**What is expected**
Which lines in the records below include the word "SocketAddr"? Report each of them in full.

**Working data**

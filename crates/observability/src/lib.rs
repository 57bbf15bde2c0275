//! # funkrelais-observability
//!
//! Observability-Crate fuer Funkrelais:
//! - Prometheus-kompatible Metriken (`/metrics`)
//! - Health-Check-Endpunkt (`/health`)
//! - Structured Logging via tracing-subscriber

pub mod health;
pub mod logging;
pub mod metrics;

pub use health::{health_router, HealthResponse, HealthState, HealthStatus};
pub use logging::logging_initialisieren;
pub use metrics::{metrics_router, RelayMetriken};

use anyhow::Result;
use std::net::SocketAddr;

/// Startet den Observability-HTTP-Server (Metriken + Health)
///
/// Endpunkte:
/// - `GET /metrics` – Prometheus scrape format
/// - `GET /health`  – Health-Check JSON
pub async fn observability_server_starten(
    bind_addr: SocketAddr,
    metriken: RelayMetriken,
    health: HealthState,
) -> Result<()> {
    use axum::Router;

    let app = Router::new()
        .merge(metrics_router(metriken))
        .merge(health_router(health));

    let listener = tokio::net::TcpListener::bind(bind_addr).await?;
    tracing::info!(addr = %bind_addr, "Observability-Server gestartet");

    axum::serve(listener, app).await?;
    Ok(())
}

**Finished exercise**
use std::net::SocketAddr;
    bind_addr: SocketAddr,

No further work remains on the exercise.